I tried the Audacity noise-removal plugin recently and it's complete crap. I fed a high-quality audio stream from a Rode mic into a few different options to see which could remove the noise of my server rack. iMovie made the voice sound like a robot and Audacity barely did anything. The only thing that worked was DeepFilterNet and it's free, open-source and cargo installable.

There's no reason to lock yourself into an intel-only solution. Just use DeepFilterNet. The results of this on my noisy server room were insanely good. Almost no voice dropout with 100% fan noise removal.

https://github.com/Rikorose/DeepFilterNet

EDIT: Even more interesting, it looks like OpenVino is just DeepFilterNet glued to Whisper.cpp and tied to Intel hardware.

https://github.com/intel/openvino-plugins-ai-audacity/tree/m...

OpenVINO is an Intel toolkit for deploying AI models. This particular project is an Intel project using the OpenVINO toolkit to package several existing models as audacity plugins.
> an intel-only solution.

> OpenVino is just DeepFilterNet glued to Whisper.cpp and tied to Intel hardware.

Well, no.

When you want to run a model on a truly wide set of devices, you end up sort of wedged into either ONNX, OpenVINO, TensorFlow Lite, and a few other frameworks.

They're all FOSS, and they're software libraries.

YMMV on which is best, of course, but broadly and widely: where are your users, mostly?

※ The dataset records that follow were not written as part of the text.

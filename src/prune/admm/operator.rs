//! ADMM sparsity operator.

use super::config::AdmmConfig;
use super::report::{
    AdmmReport, AdmmTensorReport, RefreshRecord, RefreshState, UpdateOutcome, SMALL_WEIGHT_EPS,
};
use crate::error::{Error, Result};
use crate::model::ParameterSet;
use crate::prune::spec::SparsitySpec;
use crate::prune::threshold::{build_mask, select_threshold};
use crate::prune::tracked::{select_tracked, TrackedTensor};
use crate::Tensor;
use ndarray::Array1;

/// ADMM operator holding the auxiliary (Z) and dual (U) variables of every
/// tracked tensor.
///
/// W stays owned by the model; each call receives the parameter set and
/// re-validates identifier and shape before reading or writing.
///
/// Call order expected from the training loop:
/// - `update(epoch)` once per epoch
/// - `loss_grad()` once per step, after backward and before the optimizer
///   step
///
/// # Example
///
/// ```
/// use podar::model::NamedParameters;
/// use podar::prune::{AdmmConfig, AdmmOperator, SparsitySpec};
/// use podar::Tensor;
///
/// let mut params = NamedParameters::new();
/// params.insert("fc.weight", Tensor::from_vec(vec![0.1, 0.9, -0.2, 0.05], true));
/// let spec = SparsitySpec::from_pairs([("fc.weight", 0.5)]);
///
/// let mut admm = AdmmOperator::new(&params, &spec, AdmmConfig::default().with_rho(0.1))?;
/// let outcome = admm.update(&params, 0)?;
/// assert!(outcome.is_refreshed());
/// assert_eq!(admm.z("fc.weight").map(|z| z.to_vec()), Some(vec![0.0, 0.9, -0.2, 0.0]));
/// # Ok::<(), podar::Error>(())
/// ```
#[derive(Debug, Clone)]
pub struct AdmmOperator {
    tracked: Vec<TrackedTensor>,
    z: Vec<Array1<f32>>,
    u: Vec<Array1<f32>>,
    config: AdmmConfig,
    state: RefreshState,
    last_refresh_epoch: Option<usize>,
}

impl AdmmOperator {
    /// Track every parameter named in `spec`.
    ///
    /// Z starts as a copy of W and U as zeros.
    pub fn new<P: ParameterSet + ?Sized>(
        params: &P,
        spec: &SparsitySpec,
        config: AdmmConfig,
    ) -> Result<Self> {
        config.validate()?;
        let tracked = select_tracked(params, spec)?;

        let mut z = Vec::with_capacity(tracked.len());
        let mut u = Vec::with_capacity(tracked.len());
        for t in &tracked {
            let w = t.resolve(params)?;
            z.push(w.data().clone());
            u.push(Array1::zeros(t.numel));
        }

        tracing::info!(
            tensors = tracked.len(),
            rho = config.rho,
            update_period = config.update_period,
            "ADMM operator tracking parameters"
        );

        Ok(Self {
            tracked,
            z,
            u,
            config,
            state: RefreshState::Stale,
            last_refresh_epoch: None,
        })
    }

    /// Refresh Z and U if `epoch` is a multiple of the update period.
    ///
    /// For each tracked tensor:
    /// 1. importance = |W + U|
    /// 2. mask = importance > k-th smallest importance
    /// 3. Z = (W + U) * mask
    /// 4. U = U + W - Z, skipped at epoch 0 so the first refresh only projects
    ///
    /// All tensors are validated before any Z or U is written.
    pub fn update<P: ParameterSet + ?Sized>(
        &mut self,
        params: &P,
        epoch: usize,
    ) -> Result<UpdateOutcome> {
        if epoch % self.config.update_period != 0 {
            self.state = RefreshState::Stale;
            tracing::trace!(epoch, "ADMM update skipped");
            return Ok(UpdateOutcome::Stale);
        }

        let weights = self.resolve_all(params)?;

        let mut records = Vec::with_capacity(self.tracked.len());
        for (i, w) in weights.into_iter().enumerate() {
            let t = &self.tracked[i];
            let w = w.data();

            let w_plus_u = w + &self.u[i];
            let importance = w_plus_u.mapv(f32::abs);
            let threshold = select_threshold(&importance, t.fraction);
            let mask = build_mask(&importance, &t.shape, threshold)?;

            self.z[i] = &w_plus_u * mask.values();

            if epoch > 0 {
                let u = &mut self.u[i];
                *u += w;
                *u -= &self.z[i];
            }

            let target_mask_sum: f64 = self.u[i]
                .iter()
                .zip(self.z[i].iter())
                .zip(mask.values().iter())
                .map(|((&u, &z), &m)| f64::from((u - z).abs() * (1.0 - m)))
                .sum();

            tracing::debug!(
                tensor = %t.name,
                threshold,
                kept = mask.nnz(),
                target_mask_sum,
                "ADMM refreshed Z/U"
            );

            records.push(RefreshRecord {
                name: t.name.clone(),
                threshold,
                kept: mask.nnz(),
                target_mask_sum,
            });
        }

        self.state = RefreshState::Refreshed;
        self.last_refresh_epoch = Some(epoch);
        tracing::info!(epoch, tensors = records.len(), "ADMM update complete");

        Ok(UpdateOutcome::Refreshed(records))
    }

    /// Add the penalty gradient ρ(W − Z + U) to each tracked gradient buffer.
    ///
    /// Accumulates on top of the primary loss gradient; a missing buffer is
    /// treated as zero. Tensors with `requires_grad == false` are left alone.
    pub fn loss_grad<P: ParameterSet + ?Sized>(&self, params: &mut P) -> Result<()> {
        for t in &self.tracked {
            let w = t.resolve(&*params)?;
            if let Some(grad) = w.grad() {
                if grad.len() != t.numel {
                    return Err(Error::ShapeMismatch {
                        name: format!("{}.grad", t.name),
                        expected: t.shape.clone(),
                        actual: vec![grad.len()],
                    });
                }
            }
        }

        let rho = self.config.rho;
        for (i, t) in self.tracked.iter().enumerate() {
            let w = t.resolve_mut(params)?;
            if !w.requires_grad() {
                continue;
            }
            let mut penalty = w.data() - &self.z[i];
            penalty += &self.u[i];
            penalty *= rho;
            w.accumulate_grad(penalty);
        }
        Ok(())
    }

    /// Compute convergence diagnostics against the current weights.
    pub fn report<P: ParameterSet + ?Sized>(&self, params: &P) -> Result<AdmmReport> {
        let weights = self.resolve_all(params)?;

        let tensors = weights
            .into_iter()
            .enumerate()
            .map(|(i, w)| {
                let t = &self.tracked[i];
                let w_z_error: f64 = w
                    .data()
                    .iter()
                    .zip(self.z[i].iter())
                    .map(|(&w, &z)| {
                        let d = f64::from(w - z);
                        d * d
                    })
                    .sum();
                AdmmTensorReport {
                    name: t.name.clone(),
                    shape: t.shape.clone(),
                    numel: t.numel,
                    w_z_error,
                    zero_count: self.z[i].iter().filter(|&&z| z == 0.0).count(),
                    small_count: w.data().iter().filter(|&&v| v.abs() < SMALL_WEIGHT_EPS).count(),
                }
            })
            .collect();

        Ok(AdmmReport::from_tensors(self.config.rho, tensors))
    }

    /// Compute diagnostics and emit them as `info` events.
    pub fn print_info<P: ParameterSet + ?Sized>(&self, params: &P) -> Result<AdmmReport> {
        let report = self.report(params)?;
        for (i, t) in report.tensors.iter().enumerate() {
            tracing::info!(
                index = i,
                tensor = %t.name,
                shape = ?t.shape,
                w_z_error = t.w_z_error,
                target_sparsity = t.target_sparsity(),
                small_sparsity = t.small_sparsity(),
                "ADMM tensor"
            );
        }
        tracing::info!(
            rho = report.rho,
            w_z_error = report.total_w_z_error,
            target_sparsity = report.target_sparsity(),
            small_sparsity = report.small_sparsity(),
            "ADMM total"
        );
        Ok(report)
    }

    /// Tracked tensors in enumeration order
    pub fn tracked(&self) -> &[TrackedTensor] {
        &self.tracked
    }

    /// Auxiliary variable Z for `name`
    pub fn z(&self, name: &str) -> Option<&Array1<f32>> {
        self.position(name).map(|i| &self.z[i])
    }

    /// Dual variable U for `name`
    pub fn u(&self, name: &str) -> Option<&Array1<f32>> {
        self.position(name).map(|i| &self.u[i])
    }

    /// Penalty coefficient ρ
    pub fn rho(&self) -> f32 {
        self.config.rho
    }

    /// Epochs between refreshes
    pub fn update_period(&self) -> usize {
        self.config.update_period
    }

    /// State after the last `update` call
    pub fn state(&self) -> RefreshState {
        self.state
    }

    /// Epoch of the most recent refresh
    pub fn last_refresh_epoch(&self) -> Option<usize> {
        self.last_refresh_epoch
    }

    fn position(&self, name: &str) -> Option<usize> {
        self.tracked.iter().position(|t| t.name == name)
    }

    fn resolve_all<'a, P: ParameterSet + ?Sized>(&self, params: &'a P) -> Result<Vec<&'a Tensor>> {
        self.tracked.iter().map(|t| t.resolve(params)).collect()
    }
}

Desktop? OpenVINO. Web? TensorFlow. Mobile and desktop? ONNX. This isnt entirely accurate because ex. I reach for ONNX every time because that is what I'm familiar with. All of them make effort to reach every platform, ex. OpenVINO goes supports ARM, and not in a trivial manner.

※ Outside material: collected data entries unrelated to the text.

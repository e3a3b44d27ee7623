//! Podar: ADMM pruning for neural-network weight tensors
//!
//! Two-stage structured pruning that plugs into an external training loop:
//!
//! 1. **ADMM stage** ([`prune::AdmmOperator`]): drives each tracked tensor
//!    toward its target sparsity while training continues. Once per epoch
//!    `update` refreshes the auxiliary variable Z and the dual variable U;
//!    once per step `loss_grad` adds the augmented-Lagrangian penalty
//!    gradient ρ(W − Z + U) before the optimizer step.
//! 2. **Retrain stage** ([`prune::RetrainOperator`]): freezes a hard binary
//!    mask derived from |W| and re-zeroes the pruned elements after every
//!    optimizer step.
//!
//! # Example
//!
//! ```
//! use podar::model::NamedParameters;
//! use podar::prune::{AdmmConfig, AdmmOperator, SparsitySpec};
//! use podar::Tensor;
//!
//! let mut params = NamedParameters::new();
//! params.insert("fc.weight", Tensor::from_vec(vec![0.1, 0.9, -0.2, 0.05], true));
//!
//! let spec = SparsitySpec::from_pairs([("fc.weight", 0.5)]);
//! let config = AdmmConfig::default().with_rho(0.1).with_update_period(1);
//! let mut admm = AdmmOperator::new(&params, &spec, config)?;
//!
//! admm.update(&params, 0)?;
//! admm.loss_grad(&mut params)?;
//! # Ok::<(), podar::error::Error>(())
//! ```

pub mod autograd;
pub mod cli;
pub mod error;
pub mod model;
pub mod prune;

pub use autograd::Tensor;
pub use error::{Error, Result};
//! CLI command implementations

mod info;
mod validate;


use crate::cli::{init_tracing, Cli, Command, LogLevel};

/// Execute a CLI command based on the parsed arguments
pub fn run_command(cli: Cli) -> Result<(), String> {
    let log_level = LogLevel::from_flags(cli.verbose, cli.quiet);
    init_tracing(log_level);

    match cli.command {
        Command::Validate(args) => validate::run_validate(args, log_level),
        Command::Info(args) => info::run_info(args, log_level),
    }
}
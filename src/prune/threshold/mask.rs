//! Binary sparsity masks

use crate::error::{Error, Result};
use crate::Tensor;
use ndarray::Array1;

/// Binary mask over a flat buffer (1.0 = keep, 0.0 = prune).
///
/// # Invariants
/// - every value is exactly 0.0 or 1.0
/// - the product of `shape` equals the number of values
#[derive(Debug, Clone, PartialEq)]
pub struct SparsityMask {
    values: Array1<f32>,
    shape: Vec<usize>,
}

impl SparsityMask {
    /// Mask values in flat order
    pub fn values(&self) -> &Array1<f32> {
        &self.values
    }

    /// Logical shape of the masked tensor
    pub fn shape(&self) -> &[usize] {
        &self.shape
    }

    /// Number of mask entries
    pub fn len(&self) -> usize {
        self.values.len()
    }

    /// Whether the mask is empty
    pub fn is_empty(&self) -> bool {
        self.values.is_empty()
    }

    /// Count of kept (1.0) entries
    pub fn nnz(&self) -> usize {
        self.values.iter().filter(|&&v| v == 1.0).count()
    }

    /// Count of pruned (0.0) entries
    pub fn num_zeros(&self) -> usize {
        self.len() - self.nnz()
    }

    /// Fraction of pruned entries (0.0 = dense)
    pub fn sparsity(&self) -> f32 {
        if self.is_empty() {
            return 0.0;
        }
        self.num_zeros() as f32 / self.len() as f32
    }

    /// Multiply `weights` by the mask in place.
    pub fn apply(&self, weights: &mut Tensor) -> Result<()> {
        if weights.shape() != self.shape.as_slice() || weights.len() != self.values.len() {
            return Err(Error::ShapeMismatch {
                name: "mask".to_string(),
                expected: self.shape.clone(),
                actual: weights.shape().to_vec(),
            });
        }
        *weights.data_mut() *= &self.values;
        Ok(())
    }
}

/// Build a mask: 1.0 where `importance > threshold` (strict), else 0.0.
///
/// `shape` is carried as metadata; its element count must match
/// `importance.len()`.
pub fn build_mask(importance: &Array1<f32>, shape: &[usize], threshold: f32) -> Result<SparsityMask> {
    let numel: usize = shape.iter().product();
    if numel != importance.len() {
        return Err(Error::ShapeMismatch {
            name: "importance".to_string(),
            expected: shape.to_vec(),
            actual: vec![importance.len()],
        });
    }
    let values = importance.mapv(|v| if v > threshold { 1.0 } else { 0.0 });
    Ok(SparsityMask {
        values,
        shape: shape.to_vec(),
    })
}
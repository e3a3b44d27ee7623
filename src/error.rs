//! Error types for pruning operations

use thiserror::Error;

/// Errors raised by the pruning operators and their collaborators.
///
/// Every variant is a construction-time or shape-invariant violation. None of
/// them is retried; they abort the current operation and surface to the
/// training loop.
#[derive(Debug, Clone, PartialEq, Error)]
pub enum Error {
    /// A tracked tensor's live shape differs from the shape recorded when it
    /// was put under pruning control.
    #[error("Shape mismatch for '{name}': expected {expected:?}, got {actual:?}")]
    ShapeMismatch {
        name: String,
        expected: Vec<usize>,
        actual: Vec<usize>,
    },

    /// The parameter collaborator no longer yields a tracked identifier at
    /// its recorded position.
    #[error("Tracked parameter '{name}' missing at position {index}")]
    ParameterMissing { name: String, index: usize },

    /// Sparsity spec or operator settings rejected at construction.
    #[error("Unsupported configuration: {0}")]
    UnsupportedConfiguration(String),

    /// Configuration file could not be read or parsed.
    #[error("Config error: {0}")]
    Config(String),
}

/// Result type for pruning operations
pub type Result<T> = std::result::Result<T, Error>;

#[cfg(test)]
mod tests {
    use super::*;

    #[test]
    fn test_error_display() {
        let err = Error::ShapeMismatch {
            name: "fc.weight".to_string(),
            expected: vec![2, 2],
            actual: vec![4],
        };
        let msg = err.to_string();
        assert!(msg.contains("fc.weight"));
        assert!(msg.contains("[2, 2]"));
        assert!(msg.contains("[4]"));

        let err = Error::ParameterMissing {
            name: "conv1.weight".to_string(),
            index: 3,
        };
        assert!(err.to_string().contains("conv1.weight"));
        assert!(err.to_string().contains('3'));

        let err = Error::UnsupportedConfiguration("fraction 1.5".to_string());
        assert!(err.to_string().contains("Unsupported configuration"));
        assert!(err.to_string().contains("1.5"));

        let err = Error::Config("bad yaml".to_string());
        assert!(err.to_string().contains("bad yaml"));
    }

    #[test]
    fn test_error_implements_std_error() {
        fn assert_error<T: std::error::Error>() {}
        assert_error::<Error>();
    }
}
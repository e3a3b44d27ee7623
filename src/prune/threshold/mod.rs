//! Order-statistic threshold selection and mask construction
//!
//! Given non-negative importance scores and a target fraction `f`, the
//! selector computes `k = floor(f * n)` and returns the k-th smallest score
//! (1-indexed). Elements strictly greater than that value are kept:
//!
//! - distinct scores: exactly `k - 1` lie below the threshold and `n - k`
//!   above it;
//! - ties at the threshold value all fail the strict comparison, so the kept
//!   count can only shrink;
//! - `k == 0` (fraction 0, or a tensor too small for `f * n` to reach 1)
//!   yields a threshold of `+inf` and an all-zero mask. This is the defined
//!   fallback for degenerate tensors, not an error.
//!
//! Elements are visited in flat row-major order; the tensor's rank never
//! matters.

mod mask;

#[cfg(test)]
mod proptests;

pub use mask::{build_mask, SparsityMask};

use ndarray::Array1;

/// Threshold returned when no element may pass.
pub const REJECT_ALL: f32 = f32::INFINITY;

/// Rank of the threshold order statistic: `floor(fraction * n)`.
///
/// Fractions stay `f64` from config parse to this product, so `floor`
/// matches the double-precision value of decimals such as `0.95`.
pub fn keep_count(fraction: f64, n: usize) -> usize {
    let k = (fraction * n as f64).floor();
    if k <= 0.0 {
        0
    } else {
        (k as usize).min(n)
    }
}

/// Select the k-th smallest importance value, `k = floor(fraction * n)`.
///
/// Returns [`REJECT_ALL`] when `k == 0`.
pub fn select_threshold(importance: &Array1<f32>, fraction: f64) -> f32 {
    let k = keep_count(fraction, importance.len());
    if k == 0 {
        return REJECT_ALL;
    }

    let mut scratch: Vec<f32> = importance.iter().copied().collect();
    let (_, kth, _) = scratch.select_nth_unstable_by(k - 1, f32::total_cmp);
    *kth
}
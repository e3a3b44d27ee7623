//! Parameter tensors
//!
//! A [`Tensor`] is the handle the pruning operators read and write through:
//! a flat `f32` buffer with its logical shape and an optional gradient
//! buffer filled by the external backward pass.

mod tensor;

#[cfg(test)]
mod tests;

pub use tensor::Tensor;
//! ADMM stage settings.

use crate::error::{Error, Result};
use serde::{Deserialize, Serialize};

/// Settings shared by every tensor of one ADMM run.
///
/// # Example
///
/// ```
/// use podar::prune::AdmmConfig;
///
/// let config = AdmmConfig::default().with_update_period(5).with_rho(1.5e-3);
/// assert!(config.validate().is_ok());
/// ```
#[derive(Debug, Clone, Copy, PartialEq, Serialize, Deserialize)]
#[serde(default)]
pub struct AdmmConfig {
    /// Epochs between Z/U refreshes (> 0).
    pub update_period: usize,
    /// Penalty coefficient ρ (finite, > 0).
    pub rho: f32,
}

impl Default for AdmmConfig {
    fn default() -> Self {
        Self {
            update_period: 1,
            rho: 1e-3,
        }
    }
}

impl AdmmConfig {
    /// Create a configuration with default values.
    pub fn new() -> Self {
        Self::default()
    }

    /// Set the refresh period in epochs.
    pub fn with_update_period(mut self, period: usize) -> Self {
        self.update_period = period;
        self
    }

    /// Set the penalty coefficient.
    pub fn with_rho(mut self, rho: f32) -> Self {
        self.rho = rho;
        self
    }

    /// Validate the configuration.
    pub fn validate(&self) -> Result<()> {
        if self.update_period == 0 {
            return Err(Error::UnsupportedConfiguration(
                "update_period must be > 0".to_string(),
            ));
        }
        if !self.rho.is_finite() || self.rho <= 0.0 {
            return Err(Error::UnsupportedConfiguration(format!(
                "rho must be finite and > 0, got {}",
                self.rho
            )));
        }
        Ok(())
    }
}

That all being said, TL;DR:

It is "not even wrong", in the Pauli sense, to imply OpenVINO is Intel-only, and to describe OpenVINO as "just glu[ing a model to inference code]"

You're describing 3 different components (a hardware acceleration library, and inference library, and a model) and suggesting the hardware accelerated inference library just glues together a model-specific inference library and a model. The mastroyshka doll is inverted: whisper.cpp uses openvino to acclerate its model-specific inference code.

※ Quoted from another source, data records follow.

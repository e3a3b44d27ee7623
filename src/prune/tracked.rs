//! Tracked tensor records and collaborator binding

use crate::error::{Error, Result};
use crate::model::ParameterSet;
use crate::prune::spec::SparsitySpec;
use crate::Tensor;
use serde::{Deserialize, Serialize};

/// One parameter under pruning control.
#[derive(Debug, Clone, PartialEq, Serialize, Deserialize)]
pub struct TrackedTensor {
    /// Parameter identifier
    pub name: String,
    /// Position in the collaborator's enumeration
    pub index: usize,
    /// Shape at tracking time
    pub shape: Vec<usize>,
    /// Element count (product of `shape`)
    pub numel: usize,
    /// Target fraction in `[0, 1]`
    pub fraction: f64,
}

impl TrackedTensor {
    fn check(&self, name: &str, tensor: &Tensor) -> Result<()> {
        if name != self.name {
            return Err(Error::ParameterMissing {
                name: self.name.clone(),
                index: self.index,
            });
        }
        if tensor.shape() != self.shape.as_slice() || tensor.len() != self.numel {
            return Err(Error::ShapeMismatch {
                name: self.name.clone(),
                expected: self.shape.clone(),
                actual: tensor.shape().to_vec(),
            });
        }
        Ok(())
    }

    /// Resolve the live tensor, verifying identifier and shape.
    pub fn resolve<'a, P: ParameterSet + ?Sized>(&self, params: &'a P) -> Result<&'a Tensor> {
        let (name, tensor) = params.parameter(self.index).ok_or_else(|| Error::ParameterMissing {
            name: self.name.clone(),
            index: self.index,
        })?;
        self.check(name, tensor)?;
        Ok(tensor)
    }

    /// Mutable form of [`resolve`](Self::resolve).
    pub fn resolve_mut<'a, P: ParameterSet + ?Sized>(
        &self,
        params: &'a mut P,
    ) -> Result<&'a mut Tensor> {
        let (name, tensor) =
            params
                .parameter_mut(self.index)
                .ok_or_else(|| Error::ParameterMissing {
                    name: self.name.clone(),
                    index: self.index,
                })?;
        self.check(name, tensor)?;
        Ok(tensor)
    }
}

/// Select the parameters named in `spec`, in enumeration order.
///
/// Fails with [`Error::UnsupportedConfiguration`] if the spec carries an
/// invalid fraction or an identifier the model does not expose.
pub fn select_tracked<P: ParameterSet + ?Sized>(
    params: &P,
    spec: &SparsitySpec,
) -> Result<Vec<TrackedTensor>> {
    spec.validate()?;

    let mut tracked = Vec::with_capacity(spec.len());
    for index in 0..params.num_parameters() {
        let Some((name, tensor)) = params.parameter(index) else {
            continue;
        };
        let Some(fraction) = spec.lookup(name) else {
            continue;
        };
        let numel: usize = tensor.shape().iter().product();
        if numel != tensor.len() {
            return Err(Error::ShapeMismatch {
                name: name.to_string(),
                expected: tensor.shape().to_vec(),
                actual: vec![tensor.len()],
            });
        }
        tracked.push(TrackedTensor {
            name: name.to_string(),
            index,
            shape: tensor.shape().to_vec(),
            numel,
            fraction,
        });
    }

    if let Some((missing, _)) = spec
        .iter()
        .find(|(name, _)| !tracked.iter().any(|t| t.name == *name))
    {
        return Err(Error::UnsupportedConfiguration(format!(
            "sparsity spec names '{missing}' but the model has no such parameter (available: {})",
            params.parameter_names().join(", ")
        )));
    }

    Ok(tracked)
}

The Noise Removal plugin takes a bit getting used to, but I have had great results from it. I don't mean to point to operator error... it's got too many options for someone new to it to tune.
This only works with Intel GPUs, and CPUs and NPUs. No Nvidia support for instance.

https://docs.openvino.ai/2024/about-openvino/release-notes-o...

I used to work at Intel doing OpenVINO stuff. Should work on AMD too; it's just not validated for it so there might be quirks.
  • vient
  • ·
  • 3 weeks ago
  • ·
  • [ - ]
They have some NVIDIA support in the form of external project: https://github.com/openvinotoolkit/openvino_contrib/tree/mas...
Nvidia has Broadcast which is Windows-only:

https://www.nvidia.com/en-us/geforce/broadcasting/broadcast-...

Doesn't work on files so can't be used in Audacity, only on live mic audio.
Fair point! I don't suppose Windows allows pulse audio style routing of audio streams to use denoising on a fake microphone.
I ran it on my amd 5950x with an rtx3090. It crashed when I attempted GPU process but ran fine on CPU. YMMV
So use your cpu
  • htsh
  • ·
  • 3 weeks ago
  • ·
  • [ - ]
A lot of us have ryzen / nvidia combos... hopefully, soon, though.
Openvino runs fine on AMD last I checked
Maybe it does, however the system requirements page makes it looks like it supports everything BUT AMD.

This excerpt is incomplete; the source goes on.